On the roof of their building, Tom meets Lucy, who has made a picnic for the two of them. They share a kiss while looking out to the skyline and with lights in the city showing that the pulse was only temporary and hadn’t removed Tom’s powers at all.

==Cast==
- Bill Milner as Tom Harvey / iBoy, a teenager who suffers severe head injuries and develops cybernatural powers.
- Maisie Williams as Lucy Walker, Tom's classmate and love interest.
- Miranda Richardson as Wendy "Nan" Harvey, Tom's grandmother.
- Rory Kinnear as Ellman, an evil kingpin who plans to get revenge on Tom's violent and inexplicable powers by manipulating him into robbing The Bank of England.
- Charley Palmer Rothwell as Eugene, a gangster who is a partner of Ellman's.
- Jordan Bolger as Danny, Tom's classmate and best friend.
- Armin Karima as Ant, a gangster from Ellman's group.
- Helen Daniels as Kelly
- Aymen Hamdouchi as Cutz
- McKell David as Hazzard
- Shaquille Ali-Yebuah as Cass
- Leon Annor as Keon
- Lucy Thackeray as Michelle
- Oliver Coopersmith as Ben
- Petrice Jones as Shotgun

==Reception==
Early reviews of the film were mixed.
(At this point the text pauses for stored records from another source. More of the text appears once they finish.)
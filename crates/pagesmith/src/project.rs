//! Per-kind projections of a layout tree.
//!
//! Each projection is one exhaustive `match` over [`LayoutPart`], so adding a
//! part kind fails to compile until every projection handles it.
//!
//! # Pipeline Position
//!
//! ```text
//! Layout tree
//!     ↓ project (this module)
//! render fragment · doc records · reference set · component files
//!     ↓ generate
//! Page aggregates + DocLayout
//! ```
//!
//! - [`render`]: reference tags wrapped in container markup
//! - [`docs`]: documentation records
//! - [`references`]: identifiers an aggregate must import
//! - [`emit`]: one component file per distinct leaf id
//!
//! [`LayoutPart`]: pagesmith_core::layout::LayoutPart

pub mod docs;
pub mod emit;
pub mod references;
pub mod render;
Review aggregator website Rotten Tomatoes reported that 69% of critics have given the film a positive review based on 13 reviews, with an average rating of 5.60/10. The site's critics consensus reads, "iBoys original premise and Maisie Williams' strong performance aren't enough to overwrite a clichéd narrative, too-serious tone, and overall glitchy execution." On Metacritic, the film has a weighted average score of 50 out of 100 based on 5 critic reviews, indicating "mixed or average" reviews. The Guardian reviewed it negatively saying, "This could work with humour — but not realist grimness. It's a nice idea which doesn't quite come off."